Doctoral student in Anthropology Ema Perea Rios received funding to conduct an archaeological reconnaissance project in the Shunte and Mishollo Forest Preserve in Peru. While archaeological research in the Amazon has produced some of the most revolutionary data in recent decades, little is known about the relationship between the cultural region of the Amazon and the neighboring Central Andes, in part because transitional zones, such as the eastern Andean slopes below the Amazon headwaters like the Shunte and Mishollo Forests, remain understudied. Her research addressed how pre-Hispanic societies adapted to and transformed Amazonian landscapes, in the context of interaction between highland and lowland groups. The project provided preliminary data for her dissertation research, allowing Perea Rios to build collaborations with Peruvian institutions, and contribute to cultural heritage preservation in San Martín.

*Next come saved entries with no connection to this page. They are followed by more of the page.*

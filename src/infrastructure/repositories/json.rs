//! JSON Combination Store
//!
//! Keeps every combination in one pretty-printed JSON array, newest first.
//! Each mutation locks, reads the whole document, applies the change, and
//! rewrites the whole file atomically. There are no partial updates.
//!
//! The highest id ever handed out is kept in a sibling `.last_id` file, so
//! deleting the newest record never frees its id for reuse.

use std::collections::HashSet;
use std::fs;
use std::io;
use std::path::{Path, PathBuf};

use serde::{Deserialize, Serialize};

use crate::domain::entities::{sort_newest_first, Combination, NewCombination};
use crate::domain::ports::{CombinationStore, StoreError};
use crate::domain::value_objects::timestamp::{
    format_timestamp, fresh_after, parse_timestamp_or_epoch,
};
use crate::domain::value_objects::CombinationId;
use crate::infrastructure::fs::{atomic_write, lock_path_for, sibling_with_suffix, FileLock};

/// Default document file name inside the data directory.
pub const DEFAULT_JSON_FILE: &str = "saved_combinations.json";

/// On-disk record.
///
/// Every field is optional on read so documents written before ids and
/// notes existed still load.
#[derive(Debug, Clone, Default, Serialize, Deserialize)]
struct JsonRecord {
    #[serde(default, skip_serializing_if = "Option::is_none")]
    id: Option<u64>,
    #[serde(default)]
    playstyle: String,
    #[serde(default)]
    racket: String,
    #[serde(default)]
    rubber_front: String,
    #[serde(default)]
    rubber_back: String,
    #[serde(default)]
    notes: String,
    #[serde(default, alias = "created_at")]
    saved_at: String,
}

impl From<&Combination> for JsonRecord {
    fn from(c: &Combination) -> Self {
        Self {
            id: Some(c.id.get()),
            playstyle: c.playstyle.clone(),
            racket: c.racket.clone(),
            rubber_front: c.rubber_front.clone(),
            rubber_back: c.rubber_back.clone(),
            notes: c.notes.clone(),
            saved_at: format_timestamp(c.saved_at),
        }
    }
}

/// What was found at the document path.
enum Document {
    Missing,
    Unreadable(io::Error),
    Corrupt(String),
    Parsed(Vec<Combination>),
}

/// Records loaded for a mutation, plus the highest id ever issued.
struct Ledger {
    records: Vec<Combination>,
    last_issued: CombinationId,
}

impl Ledger {
    fn new(records: Vec<Combination>, last_issued: CombinationId) -> Self {
        let last_issued = records
            .iter()
            .map(|c| c.id)
            .chain([last_issued])
            .max()
            .unwrap_or_default();
        Self {
            records,
            last_issued,
        }
    }

    fn issue_id(&mut self) -> Result<CombinationId, StoreError> {
        let id = self.last_issued.checked_next().ok_or_else(|| {
            StoreError::unavailable(format!(
                "no combination ids left after {}",
                self.last_issued
            ))
        })?;
        self.last_issued = id;
        Ok(id)
    }
}

pub struct JsonCombinationStore {
    path: PathBuf,
}

impl JsonCombinationStore {
    pub fn new(path: impl Into<PathBuf>) -> Self {
        Self { path: path.into() }
    }

    /// Store at `DEFAULT_JSON_FILE` inside `data_dir`.
    pub fn in_dir(data_dir: &Path) -> Self {
        Self::new(data_dir.join(DEFAULT_JSON_FILE))
    }

    pub fn path(&self) -> &Path {
        &self.path
    }

    /// Where a corrupt document is moved before it gets overwritten.
    pub fn quarantine_path(&self) -> PathBuf {
        sibling_with_suffix(&self.path, ".corrupt")
    }

    /// Where the highest issued id is recorded.
    pub fn last_id_path(&self) -> PathBuf {
        sibling_with_suffix(&self.path, ".last_id")
    }

    /// Highest id ever issued by this store; zero when nothing was recorded.
    fn read_last_issued(&self) -> CombinationId {
        let path = self.last_id_path();
        let text = match fs::read_to_string(&path) {
            Ok(text) => text,
            Err(e) if e.kind() == io::ErrorKind::NotFound => return CombinationId::default(),
            Err(e) => {
                tracing::warn!(path = %path.display(), error = %e, "cannot read last issued id");
                return CombinationId::default();
            }
        };
        match text.trim().parse::<CombinationId>() {
            Ok(id) if id.get() <= CombinationId::MAX => id,
            _ => {
                tracing::warn!(path = %path.display(), "ignoring malformed last issued id");
                CombinationId::default()
            }
        }
    }

    fn read_document(&self, last_issued: CombinationId) -> Document {
        let content = match fs::read(&self.path) {
            Ok(content) => content,
            Err(e) if e.kind() == io::ErrorKind::NotFound => return Document::Missing,
            Err(e) => return Document::Unreadable(e),
        };

        if content.iter().all(u8::is_ascii_whitespace) {
            return Document::Parsed(Vec::new());
        }

        let records = match serde_json::from_slice::<Vec<JsonRecord>>(&content) {
            Ok(records) => records,
            Err(e) => return Document::Corrupt(e.to_string()),
        };
        match assign_ids(records, last_issued) {
            Ok(combinations) => Document::Parsed(combinations),
            Err(message) => Document::Corrupt(message),
        }
    }

    /// Current records for a mutation. Must be called with the lock held.
    fn load_for_write(&self) -> Result<Ledger, StoreError> {
        let last_issued = self.read_last_issued();
        let records = match self.read_document(last_issued) {
            Document::Missing => Vec::new(),
            Document::Parsed(records) => records,
            Document::Unreadable(e) => {
                return Err(StoreError::unavailable(format!(
                    "cannot read {}: {}",
                    self.path.display(),
                    e
                )))
            }
            Document::Corrupt(message) => {
                let quarantine = self.quarantine_path();
                fs::rename(&self.path, &quarantine).map_err(|e| {
                    StoreError::unavailable(format!(
                        "cannot move corrupt {} aside: {}",
                        self.path.display(),
                        e
                    ))
                })?;
                tracing::warn!(
                    path = %self.path.display(),
                    moved_to = %quarantine.display(),
                    error = %message,
                    "corrupt combinations file moved aside; starting a new one"
                );
                Vec::new()
            }
        };
        Ok(Ledger::new(records, last_issued))
    }

    /// Persist the id high-water mark first, then the document.
    fn write_all(&self, ledger: &Ledger) -> Result<(), StoreError> {
        let last_id_path = self.last_id_path();
        atomic_write(&last_id_path, format!("{}\n", ledger.last_issued).as_bytes()).map_err(
            |e| StoreError::unavailable(format!("cannot write {}: {}", last_id_path.display(), e)),
        )?;

        let records: Vec<JsonRecord> = ledger.records.iter().map(JsonRecord::from).collect();
        let mut content =
            serde_json::to_vec_pretty(&records).map_err(|e| StoreError::Serialization {
                message: e.to_string(),
            })?;
        content.push(b'\n');

        atomic_write(&self.path, &content).map_err(|e| {
            StoreError::unavailable(format!("cannot write {}: {}", self.path.display(), e))
        })
    }

    fn lock(&self) -> Result<FileLock, StoreError> {
        FileLock::acquire(&lock_path_for(&self.path)).map_err(|e| {
            StoreError::unavailable(format!("cannot lock {}: {}", self.path.display(), e))
        })
    }
}

impl CombinationStore for JsonCombinationStore {
    fn list_all(&self) -> Result<Vec<Combination>, StoreError> {
        let mut combinations = match self.read_document(self.read_last_issued()) {
            Document::Missing => Vec::new(),
            Document::Parsed(records) => records,
            Document::Unreadable(e) => {
                tracing::warn!(path = %self.path.display(), error = %e, "combinations file unreadable; treating as empty");
                Vec::new()
            }
            Document::Corrupt(message) => {
                tracing::warn!(path = %self.path.display(), error = %message, "combinations file corrupt; treating as empty");
                Vec::new()
            }
        };
        sort_newest_first(&mut combinations);
        tracing::debug!(count = combinations.len(), "loaded combinations from json");
        Ok(combinations)
    }

    fn save(&self, combination: &NewCombination) -> Result<Combination, StoreError> {
        let _lock = self.lock()?;
        let mut ledger = self.load_for_write()?;

        let saved = Combination::from_new(ledger.issue_id()?, combination);
        ledger.records.insert(0, saved.clone());
        self.write_all(&ledger)?;

        tracing::info!(id = %saved.id, path = %self.path.display(), "saved combination");
        Ok(saved)
    }

    fn delete(&self, id: CombinationId) -> Result<bool, StoreError> {
        let _lock = self.lock()?;
        let mut ledger = self.load_for_write()?;

        let Some(index) = ledger.records.iter().position(|c| c.id == id) else {
            tracing::debug!(%id, "delete: no such combination");
            return Ok(false);
        };
        ledger.records.remove(index);
        self.write_all(&ledger)?;

        tracing::info!(%id, "deleted combination");
        Ok(true)
    }

    fn duplicate(&self, id: CombinationId) -> Result<Combination, StoreError> {
        let _lock = self.lock()?;
        let mut ledger = self.load_for_write()?;

        let original = ledger
            .records
            .iter()
            .find(|c| c.id == id)
            .cloned()
            .ok_or(StoreError::NotFound { id })?;
        let copy = original.duplicate_as(ledger.issue_id()?, fresh_after(original.saved_at));

        ledger.records.insert(0, copy.clone());
        self.write_all(&ledger)?;

        tracing::info!(from = %id, id = %copy.id, "duplicated combination");
        Ok(copy)
    }

    fn backend_name(&self) -> &'static str {
        "json"
    }

    fn location(&self) -> &Path {
        &self.path
    }
}

/// Convert on-disk records, giving every record a unique id.
///
/// The document is newest-first, so ids are handed out walking from the
/// oldest record. Records without an id, or repeating an id already seen,
/// get the next id after both the current maximum and `last_issued`. An id
/// above [`CombinationId::MAX`] makes the whole document unusable.
fn assign_ids(
    records: Vec<JsonRecord>,
    last_issued: CombinationId,
) -> Result<Vec<Combination>, String> {
    if let Some(id) = records
        .iter()
        .filter_map(|r| r.id)
        .find(|&id| id > CombinationId::MAX)
    {
        return Err(format!("combination id {id} is out of range"));
    }

    let mut last = records
        .iter()
        .filter_map(|r| r.id)
        .map(CombinationId::new)
        .chain([last_issued])
        .max()
        .unwrap_or_default();
    let mut seen = HashSet::new();
    let mut combinations = Vec::with_capacity(records.len());

    for record in records.into_iter().rev() {
        let id = match record.id.map(CombinationId::new) {
            Some(id) if seen.insert(id) => id,
            _ => {
                last = last
                    .checked_next()
                    .ok_or_else(|| format!("no combination ids left after {last}"))?;
                seen.insert(last);
                last
            }
        };
        combinations.push(Combination {
            id,
            playstyle: record.playstyle,
            racket: record.racket,
            rubber_front: record.rubber_front,
            rubber_back: record.rubber_back,
            notes: record.notes,
            saved_at: parse_timestamp_or_epoch(&record.saved_at),
        });
    }
    combinations.reverse();
    Ok(combinations)
}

 Erica Scarpitti, doctoral student in Earth and Environmental Sciences, received funding for her project, “Timing and Mechanisms of Fluvial Responses to Climate and Land-Use Changes in the Southern Pantanal of Brazil.”  As the world’s largest tropical wetland and one of the most biodiverse regions in South America, the Pantanal highlights the susceptibility of such ecosystems to anthropogenic pressures and climate change (Schulz et al., 2019).  Scarpitti’s research investigated fluvial landscape variability in the Pantanal through analysis of sediment cores, geochemistry, remote sensing, and geochronological dating.  Her study will provide data on the impacts of natural hydrological and climatic processes, historical land-use changes, and recent shifts in flooding and fire activity to better understand landscape evolution and ecosystem resilience.